We then head east to Nizwa, the interior's main town, with a population of about 80,000. Back in the sixth and seventh centuries it was Oman's capital. I buy Iranian saffron in the part old-and-grungy, part tarted-up-for-tourists souq. When we climb Nizwa's fort I appreciate what an oasis the mountain-ringed city is, festooned with date palms.
Oman, with its stone walls and satellite dishes, was made for that travel brochure cliche, "where the old meets the new". A living demonstration of this is the patient, ever-helpful Mahmood, who accessorises his standard Omani gent's casualwear of rosewater-scented white dishdasha (a flowing, ankle-length robe) with black Ray-Bans, complex facial hair and an ever-present mobile phone.

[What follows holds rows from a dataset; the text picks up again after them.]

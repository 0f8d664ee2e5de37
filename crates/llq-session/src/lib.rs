// crates/llq-session/src/lib.rs
//
// llq-session: Multi-phase quorum session coordination for the LLQ PoSe
// subsystem.
//
// A session runs Init -> Contribution -> Complaint -> Commitment ->
// Finalized over a member set fixed at Init from the scorer's eligibility
// snapshot, with Aborted reachable from any non-terminal phase on timeout
// or a missed participation threshold. A finalized session's complaint data
// is the authoritative penalty-signal source for the next round.

pub mod coordinator;
pub mod phase;
pub mod session;
pub mod transport;

pub use coordinator::{Coordinator, SessionConfig, SessionOutcome};
pub use phase::SessionPhase;
pub use session::{QuorumSession, SessionStats};
pub use transport::SessionTransport;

Omanis are always on their mobiles, which have replaced the boomerang-shaped ceremonial khanjar dagger as the final touch to their outfit.

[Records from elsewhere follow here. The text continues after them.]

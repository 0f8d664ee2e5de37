// crates/llq-core/src/clock.rs
//
// Injectable clock abstraction.
//
// The core never reads wall-clock time directly: probe deadlines and decay
// bookkeeping go through a Clock so tests can substitute a simulated clock
// and make timeout behavior deterministic.

use std::sync::Arc;

use chrono::{DateTime, Utc};

/// Source of the current time.
pub trait Clock: Send + Sync {
    fn now(&self) -> DateTime<Utc>;
}

/// Production clock backed by the system time.
#[derive(Debug, Clone, Default)]
pub struct SystemClock;

impl Clock for SystemClock {
    fn now(&self) -> DateTime<Utc> {
        Utc::now()
    }
}

impl Clock for Arc<dyn Clock> {
    fn now(&self) -> DateTime<Utc> {
        self.as_ref().now()
    }
}

#[cfg(test)]
mod tests {
    use super::*;

    #[test]
    fn test_system_clock_monotonic_enough() {
        let clock = SystemClock;
        let a = clock.now();
        let b = clock.now();
        assert!(b >= a);
    }
}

For our next day's trekking - a two-hour ramble through the villages of the Saiq Plateau, the fruit bowl of the Jabal Akhdar mountains - our guides have ditched the dishdashas for T-shirts, shorts and walking shoes. But Hamdan has retained his massar (turban) which, as he demonstrated over dinner, can be wrapped up in a variety of ways, depending on your tribe. Hamdan's desert tribe favours a sandstorm-deflecting arrangement. Muscat-born Mahmood wears a simpler kumma, an embroidered skullcap.
We are following a falaj, a narrow water channel originating in the mountains that irrigates the terraces. On these we see red pomegranate trees, rose bushes and apricots. A pile of huge, healthy-looking garlic bulbs awaits collection.
It's sunset and we are sitting on a rock at the cliff edge, looking west across the top of Wadi Muaydin at the villages and terraces we've trekked today. It's called Diana Point, because the Queen of Hearts camped here with Prince Charles in the early days of their marriage. The scene - dusk falling over plain white houses and the green terraces, the sun sinking over the horizon - is as beautiful as anything I've ever seen.